A committee of 39 McKinney ISD parents, along with district staff and campus administrators, will be charged with assessing the district’s attendance zones amid projected student population growth.

MISD trustees voted unanimously to create an Educational Facilities Alignment Committee at a Sept. 15 meeting. The committee will engage in a series of meetings beginning in September where they will study both current school attendance zones and projected population growth prior to making recommendations on potential changes later this year.

The details

The Educational Facilities Alignment Committee is charged with representing the MISD community through assessing community feedback and data, such as projected student enrollment, campus student capacity and more.

The group will ultimately present a recommendation that includes identifying three elementary campuses that would be repurposed for alternative district uses, as well as new school attendance zone maps for the elementary, middle and high school levels that could be approved by the board and implemented by the 2026-27 school year, the presentation states.


The 39-person committee will include one representative from each elementary campus, two representatives from each middle school campus and three representatives from each high school campus. The committee will be composed of parents or guardians representing each campus, and that person must live within the campus’s attendance zone and have a student enrolled at the school.
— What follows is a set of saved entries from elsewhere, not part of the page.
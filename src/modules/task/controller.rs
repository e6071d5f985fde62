use axum::{
    extract::{Path, State},
    http::StatusCode,
    Json,
};
use std::sync::Arc;
use uuid::Uuid;

use crate::modules::auth::AuthUser;
use crate::modules::shared::{MessageResponse, ValidatedJson};
use crate::modules::task::schema::{
    AssignTaskRequest, AssigneeList, CreateTaskRequest, TaskEnvelope, TaskList, UpdateTaskRequest,
};
use crate::modules::workspace::WorkspaceError;
use crate::AppState;

pub async fn create_task(
    State(state): State<Arc<AppState>>,
    auth: AuthUser,
    Path(project_id): Path<Uuid>,
    ValidatedJson(req): ValidatedJson<CreateTaskRequest>,
) -> Result<(StatusCode, Json<TaskEnvelope>), WorkspaceError> {
    let task = state
        .tasks
        .create(project_id, auth.user_id, req.into())
        .await?;

    Ok((StatusCode::CREATED, Json(TaskEnvelope { task: task.into() })))
}

pub async fn list_tasks(
    State(state): State<Arc<AppState>>,
    auth: AuthUser,
    Path(project_id): Path<Uuid>,
) -> Result<Json<TaskList>, WorkspaceError> {
    let tasks = state.tasks.list(project_id, auth.user_id).await?;
    Ok(Json(TaskList {
        tasks: tasks.into_iter().map(Into::into).collect(),
    }))
}

pub async fn get_task(
    State(state): State<Arc<AppState>>,
    auth: AuthUser,
    Path(id): Path<Uuid>,
) -> Result<Json<TaskEnvelope>, WorkspaceError> {
    let task = state.tasks.get(id, auth.user_id).await?;
    Ok(Json(TaskEnvelope { task: task.into() }))
}

pub async fn update_task(
    State(state): State<Arc<AppState>>,
    auth: AuthUser,
    Path(id): Path<Uuid>,
    ValidatedJson(req): ValidatedJson<UpdateTaskRequest>,
) -> Result<Json<TaskEnvelope>, WorkspaceError> {
    let task = state.tasks.update(id, auth.user_id, req.into()).await?;
    Ok(Json(TaskEnvelope { task: task.into() }))
}

pub async fn delete_task(
    State(state): State<Arc<AppState>>,
    auth: AuthUser,
    Path(id): Path<Uuid>,
) -> Result<Json<MessageResponse>, WorkspaceError> {
    state.tasks.delete(id, auth.user_id).await?;
    Ok(Json(MessageResponse::new("task deleted")))
}

// =============================================================================
// ASSIGNMENTS
// =============================================================================

pub async fn list_assignees(
    State(state): State<Arc<AppState>>,
    auth: AuthUser,
    Path(id): Path<Uuid>,
) -> Result<Json<AssigneeList>, WorkspaceError> {
    let assignees = state.tasks.list_assignees(id, auth.user_id).await?;
    Ok(Json(AssigneeList {
        assignees: assignees.into_iter().map(Into::into).collect(),
    }))
}

pub async fn assign_task(
    State(state): State<Arc<AppState>>,
    auth: AuthUser,
    Path(id): Path<Uuid>,
    ValidatedJson(req): ValidatedJson<AssignTaskRequest>,
) -> Result<(StatusCode, Json<MessageResponse>), WorkspaceError> {
    state.tasks.assign(id, auth.user_id, req.user_id).await?;
    Ok((
        StatusCode::CREATED,
        Json(MessageResponse::new("task assigned")),
    ))
}

pub async fn unassign_task(
    State(state): State<Arc<AppState>>,
    auth: AuthUser,
    Path((id, user_id)): Path<(Uuid, Uuid)>,
) -> Result<Json<MessageResponse>, WorkspaceError> {
    state.tasks.unassign(id, auth.user_id, user_id).await?;
    Ok(Json(MessageResponse::new("assignment removed")))
}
It will also include campus administrators and district staff that will serve in a nonvoting role, the presentation states. Members of the committee will be nominated by the respective campus principal and verified by district staff, Assistant Superintendent for Business Operations Dennis Womack said, noting that the process will also include nominations of alternate candidates.

How we got here

A Long Range Facilities Planning Committee was formed in September 2024 to assess the district’s current and future facilities.


After assessing various factors including projected student enrollment, campus capacities and conditions, and more, the committee provided various recommendations, a presentation at the meeting stated, including:
  • Avoiding costs associated with staffing and operating underutilized facilities by assessing and rebalancing attendance zones at all levels
  • Repurposing three elementary campuses for alternative district uses
The district’s Strategic Planning Committee also recommended that attendance zones be assessed, according to a post on the MISD Facebook page.

The context

Board members first considered the formation of the committee at an Aug. 18 board meeting when Womack presented data on projected student enrollment at the district’s campuses.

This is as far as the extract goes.